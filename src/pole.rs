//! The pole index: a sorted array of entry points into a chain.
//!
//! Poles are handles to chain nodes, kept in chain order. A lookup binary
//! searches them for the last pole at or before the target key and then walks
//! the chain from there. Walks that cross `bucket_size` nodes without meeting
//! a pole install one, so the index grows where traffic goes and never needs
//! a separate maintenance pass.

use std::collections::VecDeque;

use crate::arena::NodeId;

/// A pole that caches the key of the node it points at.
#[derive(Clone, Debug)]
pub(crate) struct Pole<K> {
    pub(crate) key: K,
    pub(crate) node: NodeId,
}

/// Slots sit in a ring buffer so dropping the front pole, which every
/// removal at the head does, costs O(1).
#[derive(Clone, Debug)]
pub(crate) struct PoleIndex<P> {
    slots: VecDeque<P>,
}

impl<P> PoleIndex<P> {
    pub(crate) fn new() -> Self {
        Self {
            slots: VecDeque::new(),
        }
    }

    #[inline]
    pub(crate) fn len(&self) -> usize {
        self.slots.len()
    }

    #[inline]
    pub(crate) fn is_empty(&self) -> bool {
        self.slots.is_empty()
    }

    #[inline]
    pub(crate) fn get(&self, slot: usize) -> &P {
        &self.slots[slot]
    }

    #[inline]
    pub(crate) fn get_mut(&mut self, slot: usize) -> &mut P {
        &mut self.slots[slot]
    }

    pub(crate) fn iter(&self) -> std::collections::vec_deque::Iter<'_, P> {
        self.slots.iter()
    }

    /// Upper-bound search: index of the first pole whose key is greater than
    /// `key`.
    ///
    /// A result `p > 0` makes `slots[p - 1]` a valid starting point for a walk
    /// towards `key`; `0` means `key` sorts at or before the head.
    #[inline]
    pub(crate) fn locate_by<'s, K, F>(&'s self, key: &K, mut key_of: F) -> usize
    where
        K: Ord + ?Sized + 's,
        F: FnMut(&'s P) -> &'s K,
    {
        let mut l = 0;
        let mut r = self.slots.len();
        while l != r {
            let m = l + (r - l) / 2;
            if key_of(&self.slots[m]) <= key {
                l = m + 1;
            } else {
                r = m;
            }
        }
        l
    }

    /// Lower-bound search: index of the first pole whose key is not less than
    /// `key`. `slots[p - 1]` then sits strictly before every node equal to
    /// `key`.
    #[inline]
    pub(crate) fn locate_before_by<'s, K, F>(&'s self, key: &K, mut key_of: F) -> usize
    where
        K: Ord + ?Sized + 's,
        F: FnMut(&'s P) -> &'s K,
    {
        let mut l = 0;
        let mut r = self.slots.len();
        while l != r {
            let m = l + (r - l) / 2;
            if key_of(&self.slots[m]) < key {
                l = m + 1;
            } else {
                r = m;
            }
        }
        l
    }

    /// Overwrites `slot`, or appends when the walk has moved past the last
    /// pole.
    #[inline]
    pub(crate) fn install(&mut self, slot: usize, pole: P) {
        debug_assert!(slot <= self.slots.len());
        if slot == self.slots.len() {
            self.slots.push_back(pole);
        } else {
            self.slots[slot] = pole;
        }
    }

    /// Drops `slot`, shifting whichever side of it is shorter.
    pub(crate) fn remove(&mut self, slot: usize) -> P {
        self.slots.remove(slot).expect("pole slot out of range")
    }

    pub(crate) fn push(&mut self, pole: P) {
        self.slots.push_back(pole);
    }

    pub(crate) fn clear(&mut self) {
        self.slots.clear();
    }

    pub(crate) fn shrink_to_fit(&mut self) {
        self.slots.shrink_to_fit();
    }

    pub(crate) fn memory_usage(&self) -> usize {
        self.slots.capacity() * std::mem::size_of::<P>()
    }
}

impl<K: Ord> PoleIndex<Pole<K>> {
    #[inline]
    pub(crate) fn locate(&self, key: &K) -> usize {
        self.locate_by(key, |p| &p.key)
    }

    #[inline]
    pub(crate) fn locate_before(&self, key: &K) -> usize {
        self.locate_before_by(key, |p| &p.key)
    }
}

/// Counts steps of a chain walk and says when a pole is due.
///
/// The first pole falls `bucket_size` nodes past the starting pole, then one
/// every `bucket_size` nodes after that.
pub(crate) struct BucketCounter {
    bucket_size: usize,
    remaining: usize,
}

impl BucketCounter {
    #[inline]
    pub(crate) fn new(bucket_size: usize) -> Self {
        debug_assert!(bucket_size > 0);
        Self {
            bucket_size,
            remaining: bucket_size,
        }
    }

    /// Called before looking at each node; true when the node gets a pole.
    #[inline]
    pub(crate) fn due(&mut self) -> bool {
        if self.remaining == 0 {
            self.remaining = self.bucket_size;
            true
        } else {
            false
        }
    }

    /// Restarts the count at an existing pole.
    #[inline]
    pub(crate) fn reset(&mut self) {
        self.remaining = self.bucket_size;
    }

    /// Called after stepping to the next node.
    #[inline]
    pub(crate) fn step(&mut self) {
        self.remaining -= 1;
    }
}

**Task prompt**
The task requires that all the material be restated word for word.

**Problem solution**
filename src/pole.rs
//! The pole index: a sorted array of entry points into a chain.
//!
//! Poles are handles to chain nodes, kept in chain order. A lookup binary
//! searches them for the last pole at or before the target key and then walks
//! the chain from there. Walks that cross `bucket_size` nodes without meeting
//! a pole install one, so the index grows where traffic goes and never needs
//! a separate maintenance pass.

use std::collections::VecDeque;

use crate::arena::NodeId;

/// A pole that caches the key of the node it points at.
#[derive(Clone, Debug)]
pub(crate) struct Pole<K> {
    pub(crate) key: K,
    pub(crate) node: NodeId,
}

/// Slots sit in a ring buffer so dropping the front pole, which every
/// removal at the head does, costs O(1).
#[derive(Clone, Debug)]
pub(crate) struct PoleIndex<P> {
    slots: VecDeque<P>,
}

impl<P> PoleIndex<P> {
    pub(crate) fn new() -> Self {
        Self {
            slots: VecDeque::new(),
        }
    }

    #[inline]
    pub(crate) fn len(&self) -> usize {
        self.slots.len()
    }

    #[inline]
    pub(crate) fn is_empty(&self) -> bool {
        self.slots.is_empty()
    }

    #[inline]
    pub(crate) fn get(&self, slot: usize) -> &P {
        &self.slots[slot]
    }

    #[inline]
    pub(crate) fn get_mut(&mut self, slot: usize) -> &mut P {
        &mut self.slots[slot]
    }

    pub(crate) fn iter(&self) -> std::collections::vec_deque::Iter<'_, P> {
        self.slots.iter()
    }

    /// Upper-bound search: index of the first pole whose key is greater than
    /// `key`.
    ///
    /// A result `p > 0` makes `slots[p - 1]` a valid starting point for a walk
    /// towards `key`; `0` means `key` sorts at or before the head.
    #[inline]
    pub(crate) fn locate_by<'s, K, F>(&'s self, key: &K, mut key_of: F) -> usize
    where
        K: Ord + ?Sized + 's,
        F: FnMut(&'s P) -> &'s K,
    {
        let mut l = 0;
        let mut r = self.slots.len();
        while l != r {
            let m = l + (r - l) / 2;
            if key_of(&self.slots[m]) <= key {
                l = m + 1;
            } else {
                r = m;
            }
        }
        l
    }

    /// Lower-bound search: index of the first pole whose key is not less than
    /// `key`. `slots[p - 1]` then sits strictly before every node equal to
    /// `key`.
    #[inline]
    pub(crate) fn locate_before_by<'s, K, F>(&'s self, key: &K, mut key_of: F) -> usize
    where
        K: Ord + ?Sized + 's,
        F: FnMut(&'s P) -> &'s K,
    {
        let mut l = 0;
        let mut r = self.slots.len();
        while l != r {
            let m = l + (r - l) / 2;
            if key_of(&self.slots[m]) < key {
                l = m + 1;
            } else {
                r = m;
            }
        }
        l
    }

    /// Overwrites `slot`, or appends when the walk has moved past the last
    /// pole.
    #[inline]
    pub(crate) fn install(&mut self, slot: usize, pole: P) {
        debug_assert!(slot <= self.slots.len());
        if slot == self.slots.len() {
            self.slots.push_back(pole);
        } else {
            self.slots[slot] = pole;
        }
    }

    /// Drops `slot`, shifting whichever side of it is shorter.
    pub(crate) fn remove(&mut self, slot: usize) -> P {
        self.slots.remove(slot).expect("pole slot out of range")
    }

    pub(crate) fn push(&mut self, pole: P) {
        self.slots.push_back(pole);
    }

    pub(crate) fn clear(&mut self) {
        self.slots.clear();
    }

    pub(crate) fn shrink_to_fit(&mut self) {
        self.slots.shrink_to_fit();
    }

    pub(crate) fn memory_usage(&self) -> usize {
        self.slots.capacity() * std::mem::size_of::<P>()
    }
}

impl<K: Ord> PoleIndex<Pole<K>> {
    #[inline]
    pub(crate) fn locate(&self, key: &K) -> usize {
        self.locate_by(key, |p| &p.key)
    }

    #[inline]
    pub(crate) fn locate_before(&self, key: &K) -> usize {
        self.locate_before_by(key, |p| &p.key)
    }
}

/// Counts steps of a chain walk and says when a pole is due.
///
/// The first pole falls `bucket_size` nodes past the starting pole, then one
/// every `bucket_size` nodes after that.
pub(crate) struct BucketCounter {
    bucket_size: usize,
    remaining: usize,
}

impl BucketCounter {
    #[inline]
    pub(crate) fn new(bucket_size: usize) -> Self {
        debug_assert!(bucket_size > 0);
        Self {
            bucket_size,
            remaining: bucket_size,
        }
    }

    /// Called before looking at each node; true when the node gets a pole.
    #[inline]
    pub(crate) fn due(&mut self) -> bool {
        if self.remaining == 0 {
            self.remaining = self.bucket_size;
            true
        } else {
            false
        }
    }

    /// Restarts the count at an existing pole.
    #[inline]
    pub(crate) fn reset(&mut self) {
        self.remaining = self.bucket_size;
    }

    /// Called after stepping to the next node.
    #[inline]
    pub(crate) fn step(&mut self) {
        self.remaining -= 1;
    }
}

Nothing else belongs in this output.